[[ DATASET RECORDS open ]]
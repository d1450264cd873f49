// worker.rs - Job orchestrator running the staged pipeline on a private worker pool

use std::fs;
use std::path::{Path, PathBuf};
use std::sync::Arc;

use indicatif::{ProgressBar, ProgressStyle};
use rayon::prelude::*;
use rayon::ThreadPool;
use serde::{Deserialize, Serialize};

use crate::core::command::Toolchain;
use crate::core::distance::{calculate_distance_matrix, CompressedSizes, DistanceMatrix, Scale};
use crate::core::pairs::{merge_pair, plan_merges, PairKey, SortedFile};
use crate::data::extract::{extract_sequences, ExtractOutcome, ExtractParams};
use crate::data::sample::{check_unique_names, NodeRef, Sample, SampleSource, SequenceFormat};
use crate::error::{CbdError, Result};
use crate::job::services::{timestamp, JobResults, JobTracker, ObjectStore};
use crate::job::state::{JobState, Lifecycle, TOTAL_STEPS};
use crate::job::JobLog;
use crate::output::write_matrix_csv;

/// Fewest samples a distance matrix can be built from
pub const MIN_SAMPLES: usize = 2;

/// Seconds ahead of now reported as the estimated completion time
const EST_COMPLETE_SECONDS: i64 = 3600;

const SORTED_EXTENSION: &str = ".sorted";

/// Service-level settings shared by every job a worker runs
#[derive(Debug, Clone, PartialEq, Serialize, Deserialize)]
pub struct WorkerConfig {
    /// Parent of the per-job working directories
    pub work_folder: PathBuf,
    /// Number of OS threads in each job's pool
    pub pool_size: usize,
    #[serde(default)]
    pub toolchain: Toolchain,
    #[serde(default)]
    pub show_progress: bool,
}

impl WorkerConfig {
    pub fn new(work_folder: impl Into<PathBuf>, pool_size: usize) -> Self {
        Self {
            work_folder: work_folder.into(),
            pool_size,
            toolchain: Toolchain::default(),
            show_progress: false,
        }
    }
}

/// Parameters and inputs of one job
#[derive(Debug, Clone, PartialEq, Serialize, Deserialize)]
pub struct JobInput {
    /// Inputs held by the object store; deleted when the job ends
    #[serde(default)]
    pub node_refs: Vec<NodeRef>,
    /// Inputs already on the local file system; never deleted
    #[serde(default)]
    pub file_paths: Vec<PathBuf>,
    pub format: SequenceFormat,
    #[serde(default)]
    pub scale: Scale,
    #[serde(default)]
    pub extract: ExtractParams,
    /// Use the slower, stronger compression preset
    #[serde(default)]
    pub extreme: bool,
}

impl JobInput {
    pub fn new(format: SequenceFormat) -> Self {
        Self {
            node_refs: Vec::new(),
            file_paths: Vec::new(),
            format,
            scale: Scale::default(),
            extract: ExtractParams::default(),
            extreme: false,
        }
    }

    pub fn file_count(&self) -> usize {
        self.node_refs.len() + self.file_paths.len()
    }
}

/// Summary of a successful job
#[derive(Debug, Clone)]
pub struct JobReport {
    pub job_id: String,
    pub matrix: DistanceMatrix,
    pub matrix_node: NodeRef,
    /// Samples removed for having too few reads
    pub dropped: Vec<String>,
}

/// Artifact a compressed size belongs to
enum Artifact {
    Single(String),
    Pair(PairKey),
}

/// Runs jobs stage by stage; each stage is a barrier over its units
pub struct Worker {
    config: WorkerConfig,
    store: Arc<dyn ObjectStore>,
    tracker: Arc<dyn JobTracker>,
}

impl Worker {
    pub fn new(config: WorkerConfig, store: Arc<dyn ObjectStore>, tracker: Arc<dyn JobTracker>) -> Self {
        Self {
            config,
            store,
            tracker,
        }
    }

    pub fn config(&self) -> &WorkerConfig {
        &self.config
    }

    /// Run a job already registered with the tracker under `log.job_id()`.
    /// Cleanup always runs and the tracker is completed exactly once.
    pub fn run(&self, input: &JobInput, log: &JobLog) -> Result<JobReport> {
        let job_dir = self.config.work_folder.join(log.job_id());
        let mut lifecycle = Lifecycle::new();
        log.info(format!("Starting job with {} input files", input.file_count()));

        // The pool lives only inside this closure
        let outcome = self
            .build_pool()
            .and_then(|pool| self.execute(&pool, input, &job_dir, &mut lifecycle, log));

        self.cleanup(input, &job_dir, log);

        let completion = match &outcome {
            Ok(report) => {
                if let Err(e) = lifecycle.advance(JobState::Done) {
                    log.warn(e);
                }
                log.info(format!(
                    "Job done: {} samples, matrix stored as node {}",
                    report.matrix.len(),
                    report.matrix_node
                ));
                let results = JobResults {
                    nodes: vec![report.matrix_node.clone()],
                    store_url: self.store.url(),
                };
                self.tracker.complete_job(log.job_id(), "done", None, &results)
            }
            Err(e) => {
                if let Err(msg) = lifecycle.advance(JobState::Failed) {
                    log.warn(msg);
                }
                let detail = e.completion_detail();
                if let Some(failure) = e.command_failure() {
                    log.debug(format!(
                        "Command '{}' returned {}",
                        failure.command,
                        failure.return_code()
                    ));
                }
                log.error(format!(
                    "Job failed at step {}/{}: {}",
                    lifecycle.step(),
                    TOTAL_STEPS,
                    detail
                ));
                self.tracker
                    .complete_job(log.job_id(), "failed", Some(&detail), &JobResults::default())
            }
        };
        if let Err(e) = completion {
            log.error(format!("Failed to complete job with the tracker: {}", e));
        }

        outcome
    }

    fn build_pool(&self) -> Result<ThreadPool> {
        rayon::ThreadPoolBuilder::new()
            .num_threads(self.config.pool_size.max(1))
            .build()
            .map_err(|e| CbdError::Worker(format!("Failed to create worker pool: {}", e)))
    }

    fn execute(
        &self,
        pool: &ThreadPool,
        input: &JobInput,
        job_dir: &Path,
        lifecycle: &mut Lifecycle,
        log: &JobLog,
    ) -> Result<JobReport> {
        let samples = self.resolve_samples(input)?;
        check_unique_names(&samples)?;
        fs::create_dir_all(job_dir).map_err(|e| {
            CbdError::io(format!("Failed to create job folder '{}'", job_dir.display()), e)
        })?;

        self.enter(lifecycle, JobState::Extracting, log);
        let (extracted, dropped) = self.extract_all(pool, &samples, &input.extract, job_dir, log)?;
        if extracted.len() < MIN_SAMPLES {
            return Err(CbdError::InsufficientSamples {
                retained: extracted.len(),
                required: MIN_SAMPLES,
            });
        }

        self.enter(lifecycle, JobState::Sorting, log);
        let tools = &self.config.toolchain;
        let sorted = self.run_stage(pool, "sorting", &extracted, |file| {
            let dest = job_dir.join(format!("{}{}", file.name, SORTED_EXTENSION));
            tools.sort(&file.path, &dest)?;
            Ok(SortedFile {
                name: file.name.clone(),
                path: dest,
            })
        })?;

        self.enter(lifecycle, JobState::Merging, log);
        let plans = plan_merges(&sorted, job_dir, SORTED_EXTENSION);
        let merged = self.run_stage(pool, "merging", &plans, |plan| merge_pair(plan, tools))?;
        log.debug(format!("Merged {} pairs", merged.len()));

        self.enter(lifecycle, JobState::Compressing, log);
        let mut units: Vec<(Artifact, PathBuf)> = sorted
            .iter()
            .map(|f| (Artifact::Single(f.name.clone()), f.path.clone()))
            .collect();
        units.extend(plans.iter().map(|p| (Artifact::Pair(p.pair.clone()), p.output.clone())));
        let compressed = self.run_stage(pool, "compressing", &units, |(_, path)| {
            tools.compress(path, input.extreme)
        })?;
        let mut sizes = CompressedSizes::new();
        for ((artifact, _), size) in units.into_iter().zip(compressed) {
            match artifact {
                Artifact::Single(name) => sizes.insert_single(name, size),
                Artifact::Pair(pair) => sizes.insert_pair(pair, size),
            }
        }

        self.enter(lifecycle, JobState::Computing, log);
        let matrix = pool.install(|| calculate_distance_matrix(&sizes, input.scale))?;
        let matrix_path = job_dir.join(format!("{}.csv", log.job_id()));
        write_matrix_csv(&matrix_path, &matrix)?;

        self.enter(lifecycle, JobState::Storing, log);
        let matrix_node = self.store_matrix(&matrix_path, log)?;

        Ok(JobReport {
            job_id: log.job_id().to_string(),
            matrix,
            matrix_node,
            dropped,
        })
    }

    /// Move to `state` and report it; a tracker failure is only logged
    fn enter(&self, lifecycle: &mut Lifecycle, state: JobState, log: &JobLog) {
        let step = match lifecycle.advance(state) {
            Ok(step) => step,
            Err(e) => {
                log.warn(e);
                return;
            }
        };
        log.info(format!("Step {}/{}: {}", step, TOTAL_STEPS, state.label()));
        if let Err(e) = self.tracker.update_progress(
            log.job_id(),
            state.label(),
            step,
            &timestamp(EST_COMPLETE_SECONDS),
        ) {
            log.warn(format!("Failed to report progress: {}", e));
        }
    }

    fn resolve_samples(&self, input: &JobInput) -> Result<Vec<Sample>> {
        let mut samples = Vec::with_capacity(input.file_count());
        for node in &input.node_refs {
            let file_name = self.store.file_name(node)?;
            samples.push(Sample::remote(node.clone(), &file_name, input.format));
        }
        for path in &input.file_paths {
            samples.push(Sample::local(path, input.format)?);
        }
        Ok(samples)
    }

    /// Extract every sample, waiting for all of them before judging the stage
    fn extract_all(
        &self,
        pool: &ThreadPool,
        samples: &[Sample],
        params: &ExtractParams,
        job_dir: &Path,
        log: &JobLog,
    ) -> Result<(Vec<SortedFile>, Vec<String>)> {
        let bar = self.progress_bar(samples.len(), "extracting");
        let results: Vec<(String, Result<Option<SortedFile>>)> = pool.install(|| {
            samples
                .par_iter()
                .map(|sample| {
                    let result = self.extract_one(sample, params, job_dir);
                    bar.inc(1);
                    (sample.name.clone(), result)
                })
                .collect()
        });
        bar.finish_and_clear();

        let mut extracted = Vec::with_capacity(results.len());
        let mut dropped = Vec::new();
        for (name, result) in results {
            match result? {
                Some(file) => extracted.push(file),
                None => dropped.push(name),
            }
        }
        if !dropped.is_empty() {
            log.info(format!(
                "Dropped {} samples below {} reads: {}",
                dropped.len(),
                params.min_reads,
                dropped.join(", ")
            ));
        }
        Ok((extracted, dropped))
    }

    fn extract_one(&self, sample: &Sample, params: &ExtractParams, job_dir: &Path) -> Result<Option<SortedFile>> {
        let source = match &sample.source {
            SampleSource::Local(path) => path.clone(),
            SampleSource::Remote { node, .. } => {
                let dest = job_dir.join(format!("{}.input", sample.name));
                self.store
                    .download(node, &dest)
                    .map_err(|e| CbdError::ExtractionFailed {
                        path: dest.clone(),
                        reason: e.to_string(),
                    })?;
                dest
            }
        };

        let dest = job_dir.join(format!("{}.sequence", sample.name));
        match extract_sequences(&source, sample.format, &dest, params)? {
            ExtractOutcome::Dropped { .. } => Ok(None),
            ExtractOutcome::Written { path, .. } => {
                let size = fs::metadata(&path)
                    .map_err(|e| CbdError::io(format!("Failed to read '{}'", path.display()), e))?
                    .len();
                if size == 0 {
                    return Err(CbdError::EmptySample { path: source });
                }
                Ok(Some(SortedFile {
                    name: sample.name.clone(),
                    path,
                }))
            }
        }
    }

    /// Run one unit per item on the pool; the first failure stops the stage
    fn run_stage<T, R, F>(&self, pool: &ThreadPool, label: &str, units: &[T], work: F) -> Result<Vec<R>>
    where
        T: Sync,
        R: Send,
        F: Fn(&T) -> Result<R> + Sync + Send,
    {
        let bar = self.progress_bar(units.len(), label);
        let results = pool.install(|| {
            units
                .par_iter()
                .map(|unit| {
                    let result = work(unit);
                    bar.inc(1);
                    result
                })
                .collect::<Result<Vec<R>>>()
        });
        bar.finish_and_clear();
        results
    }

    fn progress_bar(&self, len: usize, label: &str) -> ProgressBar {
        if !self.config.show_progress {
            return ProgressBar::hidden();
        }
        let pb = ProgressBar::new(len as u64);
        if let Ok(style) = ProgressStyle::with_template(
            "[{elapsed_precise}] [{wide_bar:.cyan/blue}] {pos}/{len} ({percent}%) {msg}",
        ) {
            pb.set_style(style);
        }
        pb.set_message(label.to_string());
        pb
    }

    /// Upload the matrix; on failure keep it under the work folder for recovery
    fn store_matrix(&self, matrix_path: &Path, log: &JobLog) -> Result<NodeRef> {
        let reason = match self.store.upload(matrix_path) {
            Ok(node) if node.is_valid() => return Ok(node),
            Ok(node) => format!("object store returned an invalid reference '{}'", node),
            Err(e) => e.to_string(),
        };

        let fallback = self.config.work_folder.join(format!("{}.csv", log.job_id()));
        let moved = fs::rename(matrix_path, &fallback)
            .or_else(|_| fs::copy(matrix_path, &fallback).map(|_| ()));
        let recovered = match moved {
            Ok(()) => {
                log.error(format!("Distance matrix kept at '{}'", fallback.display()));
                Some(fallback)
            }
            Err(e) => {
                log.error(format!("Failed to keep distance matrix at '{}': {}", fallback.display(), e));
                None
            }
        };
        Err(CbdError::StorageFailed { reason, recovered })
    }

    fn cleanup(&self, input: &JobInput, job_dir: &Path, log: &JobLog) {
        for node in &input.node_refs {
            if let Err(e) = self.store.delete(node) {
                log.warn(format!("Failed to delete input node {}: {}", node, e));
            }
        }
        if job_dir.exists() {
            if let Err(e) = fs::remove_dir_all(job_dir) {
                log.warn(format!("Failed to remove job folder '{}': {}", job_dir.display(), e));
            }
        }
    }
}
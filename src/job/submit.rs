// submit.rs - Job submission and job data files

use std::fs;
use std::path::Path;
use std::sync::Arc;
use std::thread::{self, JoinHandle};

use serde::{Deserialize, Serialize};

use crate::error::{CbdError, Result};
use crate::job::services::{JobResults, JobTracker, ObjectStore};
use crate::job::state::TOTAL_STEPS;
use crate::job::worker::{JobInput, JobReport, Worker, WorkerConfig};
use crate::job::JobLog;

/// File written into each job folder before the worker starts
pub const JOB_DATA_FILE: &str = "jobdata.json";

const SERVICE_NAME: &str = "cbd";

/// Everything needed to run a job, as persisted in `jobdata.json`
#[derive(Debug, Clone, PartialEq, Serialize, Deserialize)]
pub struct JobData {
    pub id: String,
    pub input: JobInput,
    pub config: WorkerConfig,
}

impl JobData {
    pub fn save(&self, path: &Path) -> Result<()> {
        let content = serde_json::to_string_pretty(self)
            .map_err(|e| CbdError::Config(format!("Failed to serialize job data: {}", e)))?;
        fs::write(path, content)
            .map_err(|e| CbdError::io(format!("Failed to write job data '{}'", path.display()), e))
    }

    pub fn load(path: &Path) -> Result<Self> {
        let content = fs::read_to_string(path)
            .map_err(|e| CbdError::io(format!("Failed to read job data '{}'", path.display()), e))?;
        serde_json::from_str(&content)
            .map_err(|e| CbdError::Config(format!("Failed to parse job data '{}': {}", path.display(), e)))
    }
}

/// A job running on its own thread
#[derive(Debug)]
pub struct SubmittedJob {
    pub id: String,
    handle: JoinHandle<Result<JobReport>>,
}

impl SubmittedJob {
    /// Block until the job reaches `done` or `failed`
    pub fn wait(self) -> Result<JobReport> {
        let id = self.id;
        self.handle
            .join()
            .map_err(|_| CbdError::Worker(format!("Worker thread for job {} panicked", id)))?
    }
}

/// Register a job, persist its job data and start it in the background.
/// Returns as soon as the job id is known.
pub fn submit_job(
    config: WorkerConfig,
    input: JobInput,
    store: Arc<dyn ObjectStore>,
    tracker: Arc<dyn JobTracker>,
) -> Result<SubmittedJob> {
    let description = format!("cbd-buildmatrix with {} files", input.file_count());
    let id = tracker.create_job(&description, TOTAL_STEPS)?;
    let log = JobLog::new(SERVICE_NAME, &id);

    let data = JobData {
        id: id.clone(),
        input,
        config,
    };
    let job_dir = data.config.work_folder.join(&id);
    if let Err(e) = write_job_data(&data, &job_dir) {
        abort_submission(&data.input, &job_dir, store.as_ref(), tracker.as_ref(), &log, &e);
        return Err(e);
    }

    let JobData { input, config, .. } = data;
    // Kept for the spawn failure path; the thread owns the originals
    let fallback_input = input.clone();
    let fallback_log = log.clone();
    let worker = Worker::new(config, store.clone(), tracker.clone());
    let spawned = thread::Builder::new()
        .name(format!("cbd-{}", id))
        .spawn(move || worker.run(&input, &log));

    match spawned {
        Ok(handle) => Ok(SubmittedJob { id, handle }),
        Err(e) => {
            let e = CbdError::io("Failed to start worker thread", e);
            abort_submission(&fallback_input, &job_dir, store.as_ref(), tracker.as_ref(), &fallback_log, &e);
            Err(e)
        }
    }
}

fn write_job_data(data: &JobData, job_dir: &Path) -> Result<()> {
    fs::create_dir_all(job_dir).map_err(|e| {
        CbdError::io(format!("Failed to create job folder '{}'", job_dir.display()), e)
    })?;
    data.save(&job_dir.join(JOB_DATA_FILE))
}

/// Terminal handling for a job that never reached its worker: the same
/// cleanup a worker performs, then the single completion
fn abort_submission(
    input: &JobInput,
    job_dir: &Path,
    store: &dyn ObjectStore,
    tracker: &dyn JobTracker,
    log: &JobLog,
    error: &CbdError,
) {
    log.error(format!("Failed to start job: {}", error));
    for node in &input.node_refs {
        if let Err(e) = store.delete(node) {
            log.warn(format!("Failed to delete input node {}: {}", node, e));
        }
    }
    if job_dir.exists() {
        if let Err(e) = fs::remove_dir_all(job_dir) {
            log.warn(format!("Failed to remove job folder '{}': {}", job_dir.display(), e));
        }
    }
    let detail = error.completion_detail();
    if let Err(e) = tracker.complete_job(log.job_id(), "failed", Some(&detail), &JobResults::default()) {
        log.error(format!("Failed to complete job with the tracker: {}", e));
    }
}

/// Run a job described by a `jobdata.json` file in the current thread
pub fn run_job_file(
    path: &Path,
    store: Arc<dyn ObjectStore>,
    tracker: Arc<dyn JobTracker>,
) -> Result<JobReport> {
    let data = JobData::load(path)?;
    let log = JobLog::new(SERVICE_NAME, &data.id);
    Worker::new(data.config, store, tracker).run(&data.input, &log)
}
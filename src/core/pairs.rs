// pairs.rs - Pair keys and pairwise combination of sorted sample files

use std::fmt;
use std::path::{Path, PathBuf};

use crate::core::command::Toolchain;
use crate::error::Result;

/// Separator between the two member names in a merged file name.
/// Only used at the file-naming boundary; in memory pairs are `PairKey`.
pub const PAIR_SEPARATOR: &str = "-cbdpair-";

/// Unordered pair of two distinct sample names, stored in canonical order
#[derive(Debug, Clone, PartialEq, Eq, Hash, PartialOrd, Ord)]
pub struct PairKey {
    first: String,
    second: String,
}

impl PairKey {
    /// Returns `None` when both names are the same sample
    pub fn new(a: &str, b: &str) -> Option<Self> {
        match a.cmp(b) {
            std::cmp::Ordering::Equal => None,
            std::cmp::Ordering::Less => Some(Self {
                first: a.to_string(),
                second: b.to_string(),
            }),
            std::cmp::Ordering::Greater => Some(Self {
                first: b.to_string(),
                second: a.to_string(),
            }),
        }
    }

    pub fn first(&self) -> &str {
        &self.first
    }

    pub fn second(&self) -> &str {
        &self.second
    }

    /// On-disk stem, e.g. `s1-cbdpair-s2`
    pub fn file_stem(&self) -> String {
        format!("{}{}{}", self.first, PAIR_SEPARATOR, self.second)
    }

    /// Recover a pair from an on-disk stem
    pub fn from_file_stem(stem: &str) -> Option<Self> {
        let (a, b) = stem.split_once(PAIR_SEPARATOR)?;
        if a.is_empty() || b.is_empty() || b.contains(PAIR_SEPARATOR) {
            return None;
        }
        Self::new(a, b)
    }
}

impl fmt::Display for PairKey {
    fn fmt(&self, f: &mut fmt::Formatter<'_>) -> fmt::Result {
        write!(f, "{}", self.file_stem())
    }
}

/// Every unordered pair of distinct names, each exactly once
pub fn enumerate_pairs(names: &[String]) -> Vec<PairKey> {
    let n = names.len();
    let mut pairs = Vec::with_capacity(n * n.saturating_sub(1) / 2);
    for i in 0..n {
        for j in (i + 1)..n {
            if let Some(pair) = PairKey::new(&names[i], &names[j]) {
                pairs.push(pair);
            }
        }
    }
    pairs
}

/// A per-sample sorted file
#[derive(Debug, Clone, PartialEq, Eq)]
pub struct SortedFile {
    pub name: String,
    pub path: PathBuf,
}

/// One unit of work for the merging stage
#[derive(Debug, Clone, PartialEq, Eq)]
pub struct MergePlan {
    pub pair: PairKey,
    pub first: PathBuf,
    pub second: PathBuf,
    pub output: PathBuf,
}

/// Plan one merged file per unordered pair of sorted files
pub fn plan_merges(sorted: &[SortedFile], dir: &Path, extension: &str) -> Vec<MergePlan> {
    let mut plans = Vec::with_capacity(sorted.len() * sorted.len().saturating_sub(1) / 2);
    for (i, p) in sorted.iter().enumerate() {
        for q in &sorted[i + 1..] {
            let Some(pair) = PairKey::new(&p.name, &q.name) else {
                continue;
            };
            // Inputs follow the canonical pair order so the merge is reproducible
            let (first, second) = if pair.first() == p.name {
                (p.path.clone(), q.path.clone())
            } else {
                (q.path.clone(), p.path.clone())
            };
            let output = dir.join(format!("{}{}", pair.file_stem(), extension));
            plans.push(MergePlan {
                pair,
                first,
                second,
                output,
            });
        }
    }
    plans
}

/// Produce the merged sorted file for one pair
pub fn merge_pair(plan: &MergePlan, tools: &Toolchain) -> Result<SortedFile> {
    tools.merge(&plan.first, &plan.second, &plan.output)?;
    Ok(SortedFile {
        name: plan.pair.file_stem(),
        path: plan.output.clone(),
    })
}

#[cfg(test)]
mod tests {
    use super::*;
    use std::collections::HashSet;

    fn names(n: usize) -> Vec<String> {
        (0..n).map(|i| format!("sample{:02}", i)).collect()
    }

    #[test]
    fn test_pair_key_is_unordered() {
        let a = PairKey::new("s2", "s1").unwrap();
        let b = PairKey::new("s1", "s2").unwrap();
        assert_eq!(a, b);
        assert_eq!(a.first(), "s1");
        assert_eq!(a.second(), "s2");
        assert!(PairKey::new("s1", "s1").is_none());
    }

    #[test]
    fn test_file_stem_roundtrip() {
        let pair = PairKey::new("gut_b", "gut_a").unwrap();
        assert_eq!(pair.file_stem(), "gut_a-cbdpair-gut_b");
        assert_eq!(PairKey::from_file_stem("gut_b-cbdpair-gut_a"), Some(pair));
        assert!(PairKey::from_file_stem("plain_sample").is_none());
        assert!(PairKey::from_file_stem("a-cbdpair-").is_none());
        assert!(PairKey::from_file_stem("a-cbdpair-b-cbdpair-c").is_none());
    }

    #[test]
    fn test_enumerate_pairs_counts() {
        for n in 0..12 {
            let pairs = enumerate_pairs(&names(n));
            assert_eq!(pairs.len(), n * n.saturating_sub(1) / 2);
            let unique: HashSet<_> = pairs.iter().cloned().collect();
            assert_eq!(unique.len(), pairs.len());
            assert!(pairs.iter().all(|p| p.first() != p.second()));
        }
    }

    #[test]
    fn test_plan_merges_names_and_order() {
        let sorted = vec![
            SortedFile { name: "zeta".to_string(), path: PathBuf::from("/w/zeta.sorted") },
            SortedFile { name: "alpha".to_string(), path: PathBuf::from("/w/alpha.sorted") },
            SortedFile { name: "mid".to_string(), path: PathBuf::from("/w/mid.sorted") },
        ];
        let plans = plan_merges(&sorted, Path::new("/w"), ".sorted");
        assert_eq!(plans.len(), 3);

        let first = &plans[0];
        assert_eq!(first.pair, PairKey::new("alpha", "zeta").unwrap());
        assert_eq!(first.first, PathBuf::from("/w/alpha.sorted"));
        assert_eq!(first.second, PathBuf::from("/w/zeta.sorted"));
        assert_eq!(first.output, PathBuf::from("/w/alpha-cbdpair-zeta.sorted"));

        let outputs: HashSet<_> = plans.iter().map(|p| p.output.clone()).collect();
        assert_eq!(outputs.len(), 3);
    }
}
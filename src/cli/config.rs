// config.rs - Configuration file support

use serde::{Deserialize, Serialize};
use std::fs;
use std::path::Path;

#[derive(Debug, Clone, Default, PartialEq, Deserialize, Serialize)]
pub struct Config {
    // Service
    pub work_folder_path: Option<String>,
    pub num_pool_processes: Option<usize>,
    pub sort_program: Option<String>,
    pub compress_program: Option<String>,
    pub object_store_path: Option<String>,
    pub job_store_path: Option<String>,

    // Job defaults
    pub format: Option<String>,
    pub scale: Option<String>,
    pub trim: Option<usize>,
    pub min_reads: Option<usize>,
    pub max_reads: Option<usize>,
    pub extreme: Option<bool>,
}

impl Config {
    /// Create a new empty configuration
    pub fn new() -> Self {
        Self::default()
    }

    /// Load configuration from TOML file
    pub fn from_file<P: AsRef<Path>>(path: P) -> Result<Self, String> {
        let path = path.as_ref();
        let content = fs::read_to_string(path)
            .map_err(|e| format!("Failed to read config file '{}': {}", path.display(), e))?;

        let config: Config = toml::from_str(&content)
            .map_err(|e| format!("Failed to parse config file '{}': {}", path.display(), e))?;

        log::info!("Loaded configuration from: {}", path.display());
        Ok(config)
    }

    /// Save configuration to TOML file
    pub fn to_file<P: AsRef<Path>>(&self, path: P) -> Result<(), String> {
        let path = path.as_ref();
        let content = toml::to_string_pretty(self)
            .map_err(|e| format!("Failed to serialize config: {}", e))?;

        fs::write(path, content)
            .map_err(|e| format!("Failed to write config file '{}': {}", path.display(), e))?;

        log::info!("Saved configuration to: {}", path.display());
        Ok(())
    }

    /// Generate a sample configuration file with comments
    pub fn generate_sample() -> String {
        r#"# cbdist.toml - Configuration file for cbdist
# Command line arguments will override these settings

# =============================================================================
# SERVICE
# =============================================================================

# Folder holding one working directory per job (created if missing)
work_folder_path = "/scratch/cbdist"

# Number of worker threads per job
num_pool_processes = 8

# Executables used for sorting/merging and for compression
sort_program = "sort"
compress_program = "xz"

# Local object store and job record folders
# (default: <work_folder_path>/store and <work_folder_path>/jobs)
# object_store_path = "/data/cbdist/store"
# job_store_path = "/data/cbdist/jobs"

# =============================================================================
# JOB DEFAULTS
# =============================================================================

# Input format: fasta, fastq (omit to infer from file extensions)
# format = "fastq"

# Scale of distance values: std (0 to 1), inf (0 to infinity)
scale = "std"

# Trim reads to this length, dropping shorter reads (0 = no trimming)
trim = 0

# Drop samples with fewer reads (0 = keep all)
min_reads = 0

# Use at most this many reads per sample (0 = all)
max_reads = 0

# Use the slower extreme compression preset
extreme = false
"#
        .to_string()
    }
}

#[cfg(test)]
mod tests {
    use super::*;

    #[test]
    fn test_sample_config_parses() {
        let config: Config = toml::from_str(&Config::generate_sample()).unwrap();
        assert_eq!(config.work_folder_path.as_deref(), Some("/scratch/cbdist"));
        assert_eq!(config.num_pool_processes, Some(8));
        assert_eq!(config.compress_program.as_deref(), Some("xz"));
        assert_eq!(config.scale.as_deref(), Some("std"));
        assert_eq!(config.format, None);
        assert_eq!(config.extreme, Some(false));
    }

    #[test]
    fn test_file_roundtrip() {
        let dir = tempfile::tempdir().unwrap();
        let path = dir.path().join("cbdist.toml");
        let config = Config {
            work_folder_path: Some("/w".to_string()),
            min_reads: Some(1000),
            ..Default::default()
        };
        config.to_file(&path).unwrap();
        assert_eq!(Config::from_file(&path).unwrap(), config);
        assert!(Config::from_file(dir.path().join("missing.toml")).is_err());
    }
}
[[ DATASET RECORDS closed ]]
WORK INSTRUCTION -
Every line of the material above that includes the string "JobLog" is required.

ANSWER BOX -
use crate::job::JobLog;
    pub fn run(&self, input: &JobInput, log: &JobLog) -> Result<JobReport> {
        log: &JobLog,
    fn enter(&self, lifecycle: &mut Lifecycle, state: JobState, log: &JobLog) {
        log: &JobLog,
    fn store_matrix(&self, matrix_path: &Path, log: &JobLog) -> Result<NodeRef> {
    fn cleanup(&self, input: &JobInput, job_dir: &Path, log: &JobLog) {
use crate::job::JobLog;
    let log = JobLog::new(SERVICE_NAME, &id);
    log: &JobLog,
    let log = JobLog::new(SERVICE_NAME, &data.id);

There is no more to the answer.